If the operators do not offer an alternative, the regulator, the Belgian Institute for Postal Services and Telecommunications (BIPT), can intervene, says Belgium's Minister for Telecommunication Petra De Sutter.
In 2022, the Belgian ombudsman for telecommunications service received noticeably more complaints on e-invoicing. In total there were 140, while only 25 complaints had been received two years ago.
“Not everyone is on board with the digital evolution,” responds Belgium’s Minister for Telecommunications Petra De Sutter (Green).

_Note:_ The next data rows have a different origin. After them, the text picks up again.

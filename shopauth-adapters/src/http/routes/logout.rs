use axum::{extract::State, http::HeaderMap, http::StatusCode, response::IntoResponse, Json};
use axum_extra::extract::CookieJar;
use serde::Serialize;
use shopauth_application::LogoutUseCase;
use shopauth_core::{AccountStore, EmailClient, PasswordHasher};

use super::{authenticate, error::AuthApiError};
use crate::auth::session_token::create_removal_cookie;
use crate::http::AppState;

#[derive(Debug, Serialize)]
pub struct LogoutResponse {
    pub message: String,
}

#[tracing::instrument(name = "Logout", skip_all)]
pub async fn logout<S, H, E>(
    State(state): State<AppState<S, H, E>>,
    jar: CookieJar,
    headers: HeaderMap,
) -> Result<impl IntoResponse, AuthApiError>
where
    S: AccountStore + Clone + 'static,
    H: PasswordHasher + Clone + 'static,
    E: EmailClient + Clone + 'static,
{
    let identity = authenticate(&state, &headers).await?;

    LogoutUseCase::new(state.stores.clone())
        .execute(&identity)
        .await?;

    let jar = jar.add(create_removal_cookie());

    Ok((
        jar,
        (
            StatusCode::OK,
            Json(LogoutResponse {
                message: "Logged out".to_string(),
            }),
        ),
    ))
}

In absolute figures, 140 complaints seem low, but the increase is striking. In 2022, the ombudsman service received almost six times more complaints about the e-invoices compared to two years ago. Moreover, there is a chance that many people with the same complaints may not have reported it to the ombudsman service. Hence, the problem could be much bigger.
We do not know exactly who is submitting the complaints. According to Minister of Telecommunications Petra De Sutter (Green), a large group of people are struggling with digitisation.
“A paper invoice is still more convenient for a group of people, although electronic invoices are becoming the norm.” That is why Minister De Sutter calls on telecom companies to be clearer when they switch to a e-invoice.
The digital inclusion barometer of the King Baudouin Foundation, VUB and UCLouvain shows that especially people with lower qualifications have problems with digitisation.
“All consumers have rights,” says De Sutter. “Telecom is a basic right. The law is also clear and it is up to us to point this out to the operators.”
According to the guidelines for the switch to e-invoicing of the Belgian FPS Economy , the consumer must be clearly informed in case of a digital switch. They can always refuse and opt for a paper invoice.
If the operators do not offer an alternative, the regulator, the Belgian Institute for Postal Services and Telecommunications (BIPT), can intervene, says De Sutter.